We Should Start Thinking What Bankruptcy Will Look Like

El Pasoans aren’t getting any younger.

True fact: We’re all either dead or getting older.

(Today in the A Section of the El Paso Times there were three pages of obituaries.)

In El Paso, homeowners 65 years old or older get an additional $10,000 knocked off of their house’s property tax valuation. City Council passed that exemption in 2012, to get the seniors’ support for the QoL bonds. The bond advocates pandered to everyone.

Our aging population is going to knock some more stuffing out of property tax receipts.

The pandemic will take its toll on tax receipts, also. Sure, we’ve got Fort Bliss, and the border security apparatus. Those jobs aren’t going away in a hurry. But the rest of our economy, the private sector, will get hurt.

Bars. Restaurants. Hotels. The pandemic stuck a dagger in the hearts of lots of those businesses.

Retail is seeing a seismic shift. Amazon and the big box stores will do all right, but those little mom-and-pops? Hasta la vista. All those stores that depended on the casual Mexican shopper who can no longer cross the border? Adios.

City government is driving down a road that was designed 20 years ago. A lot has happened in the last 20 years. A lot has happened in the last nine months. Still, City Government is using a map like the one your dad kept in the glove box. Things have changed, and they’re not done changing. The wheel of fate still turns.

You’d think that with this convergence of calamities, City Government might have shown a little fiscal restraint. Au contraire.

From the September 7, 2020, El Paso Inc.:

After nearly two years of design work on the building and exhibits, construction is expected to start soon on what promises to be a magical children’s museum – a project El Paso voters approved in 2012.

All of that has only hastened our eventual, inevitable, bankruptcy. We can’t spend our way to prosperity. We can’t “fake it till we make it” if we never make it, and every year the prospects grow dimmer. They’ll keep stringing us along, promising that the next big spending splurge will finance the boondoggle that will put us over the top.

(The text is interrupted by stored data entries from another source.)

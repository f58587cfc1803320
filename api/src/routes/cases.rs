use axum::extract::{Path, Query, State};
use axum::routing::{get, post};
use axum::{Json, Router};
use serde::{Deserialize, Serialize};
use uuid::Uuid;

use warden_core::mitigation::MitigationLevel;
use warden_core::verdict::CalibratedCase;

use warden_pipeline::memory::CaseFilter;

use crate::error::AppError;
use crate::state::AppState;

const DEFAULT_PAGE_SIZE: i64 = 50;
const MAX_PAGE_SIZE: i64 = 200;

pub fn read_router() -> Router<AppState> {
    Router::new().route("/v1/warden/cases", get(list_cases))
}

pub fn feedback_router() -> Router<AppState> {
    Router::new().route("/v1/warden/cases/{id}/feedback", post(submit_feedback))
}

#[derive(Debug, Deserialize, utoipa::IntoParams)]
pub struct CaseHistoryQuery {
    /// Restrict to one traffic category
    #[serde(default)]
    pub category: Option<String>,
    /// Restrict to one committed level (wire name, e.g. "temp_block")
    #[serde(default)]
    pub level: Option<String>,
    #[serde(default)]
    pub limit: Option<i64>,
    #[serde(default)]
    pub offset: Option<i64>,
}

#[derive(Debug, Serialize, utoipa::ToSchema)]
pub struct CaseHistoryResponse {
    pub cases: Vec<CalibratedCase>,
    pub limit: i64,
    pub offset: i64,
}

#[derive(Debug, Deserialize, utoipa::ToSchema)]
pub struct FeedbackRequest {
    /// Was the committed decision right for this situation?
    pub correct: bool,
}

/// Paginated calibrated-case history, newest first. This is the decision
/// audit trail the dashboard renders and feedback links point into.
#[utoipa::path(
    get,
    path = "/v1/warden/cases",
    params(CaseHistoryQuery),
    responses(
        (status = 200, description = "Calibrated decision history", body = CaseHistoryResponse),
        (status = 400, description = "Unknown level filter")
    ),
    tag = "cases"
)]
pub async fn list_cases(
    State(state): State<AppState>,
    Query(query): Query<CaseHistoryQuery>,
) -> Result<Json<CaseHistoryResponse>, AppError> {
    let level = match &query.level {
        None => None,
        Some(raw) => Some(MitigationLevel::from_wire(raw).ok_or_else(|| {
            AppError::Validation {
                message: "Unknown mitigation level".to_string(),
                field: Some("level".to_string()),
                received: Some(serde_json::Value::String(raw.clone())),
                docs_hint: Some("One of: none, delay, captcha, temp_block, ban".to_string()),
            }
        })?),
    };

    let limit = query.limit.unwrap_or(DEFAULT_PAGE_SIZE).clamp(1, MAX_PAGE_SIZE);
    let offset = query.offset.unwrap_or(0).max(0);
    let cases = state
        .memory
        .recent(&CaseFilter {
            category: query.category,
            level,
            limit,
            offset,
        })
        .await?;
    Ok(Json(CaseHistoryResponse {
        cases,
        limit,
        offset,
    }))
}

/// Attach a human judgment to a past decision. Idempotent: resubmitting
/// the same judgment is a no-op, a different one overwrites (last write
/// wins). Feedback never rewrites the committed mitigation — it steers
/// future calibrations through retrieval.
#[utoipa::path(
    post,
    path = "/v1/warden/cases/{id}/feedback",
    params(("id" = Uuid, Path, description = "Case id")),
    request_body = FeedbackRequest,
    responses(
        (status = 200, description = "Feedback recorded", body = CalibratedCase),
        (status = 404, description = "Unknown case id")
    ),
    tag = "cases"
)]
pub async fn submit_feedback(
    State(state): State<AppState>,
    Path(id): Path<Uuid>,
    Json(request): Json<FeedbackRequest>,
) -> Result<Json<CalibratedCase>, AppError> {
    let case = state.feedback.submit(id, request.correct).await?;
    Ok(Json(case))
}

Tommy don’t care. He’s going to ride out his contract and then retire to Abernathy with his golden parachute. You know, at least Lubbock has a Main Event.

So think about what El Paso will look like in bankruptcy. Higher taxes. Fewer services. Vacant houses, as the old homeowner moves out, and no one moves in

Or maybe you’ll get lucky and die first.

6 comments

  1. One more time to sing my song…the voters did not approve a children’s museum in 2012, regardless of what the Inc says. They approved a PACKAGE of projects (which included “multipurpose performing arts and entertainment” in the list of facilities to be IMPROVED) and the voters had to approve the entire package to get what individual facility they might be interested in – yes, perhaps a children’s museum, but also museum and library improvements, the digital wall, and the cultural heritage center (now the Mexican American Cultural Center). The clever drafters ensured that this proposition would pass by making it an All or Nothing proposal – and they also cleverly left off the words “sports arena.” Where in this vote was approval for an “arena?” Oh well. Joyce and company will not pay the bill, that’s for sure.

    1. I screamed loudly that, if it wasn’t illegal, it damn well ought to be, to bundle bond issues like that. This is basically another bait and switch technique. If the city is going to underbudget items on bond issues, they should then cancel those issues. Not rocket science but then no one is thinking any of our city council members are rocket scientists. They’re all in it for their own gain.

  2. This Senior Citizen is tired of people always taking the rap for any decrease in property tax revenues: (“In El Paso, homeowners 65 years old or older get an additional $10,000 knocked off of their house’s property tax valuation. City Council passed that exemption in 2012, to get the seniors’ support for the QoL bonds. The bond advocates pandered to everyone.
    Our aging population is going to knock some more stuffing out of property tax receipts.”)
    Realistically, please keep in mind that we very seldom are going to live in homes that are valued at a quarter of a million dollars, or more. Ours is maybe a hundred grand, so we’d pay less in property taxes anyway. As it is, we save perhaps a few hundred dollars, as opposed to other, richer folks who only pay $750 in a year’s time when taking in millions. That is wrong. We seniors are not to blame for any significant hit on property tax revenue. And, we did NOT vote for these QoL bonds, and we DID oppose the tearing down of a perfectly good City Hall, and the construction (at our expense) of a freaking baseball park!

    1. Don’t you worry, Mr. Dungan. City Council is unlikely to take that exemption away from you, for the same reason they passed it in the first place: Old people vote. I’m not railing against it. I’m just pointing out that tax receipts are likely to decline, and one of the reasons is that we’re getting older.

      Those “progressives” were so sure that we were on the brink of an expanding economy that they thought they could afford it. Hubris. Their hubris doomed us.